▸ TASK TO CARRY OUT: The answer must consist of every line in the records that contains the word "about".

Records from a collection
——————————

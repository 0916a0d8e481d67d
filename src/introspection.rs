// SPDX-FileCopyrightText: Copyright 2022 EDF (Électricité de France S.A.)
// SPDX-License-Identifier: BSD-3-Clause
// See README for all details on copyright, authorship and license.
//! Interface to the AS's introspection endpoint (RFC9200 Section 5.9)
//!
//! The transport towards the AS is left to the application; this crate only needs the outcome.

use thiserror::Error;

use crate::claims::Claims;

/// Answer of the AS about a token
#[derive(Debug, Clone, PartialEq)]
pub enum Introspection {
    Active(Claims),
    Inactive,
}

#[derive(Debug, Error)]
pub enum IntrospectionError {
    #[error("introspection endpoint unreachable: {0}")]
    Unreachable(String),
    #[error("malformed introspection response: {0}")]
    Malformed(String),
}

pub trait IntrospectionHandler: Send + Sync {
    /// Ask about a token; `token` is either an opaque reference token, or the base64 rendering of
    /// a self-contained token's `cti`
    ///
    /// This is called without any lock of the repository held; it may block.
    fn introspect(&self, token: &str) -> Result<Introspection, IntrospectionError>;
}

——————————

▸ ANSWER SECTION:
/// Answer of the AS about a token
    /// Ask about a token; `token` is either an opaque reference token, or the base64 rendering of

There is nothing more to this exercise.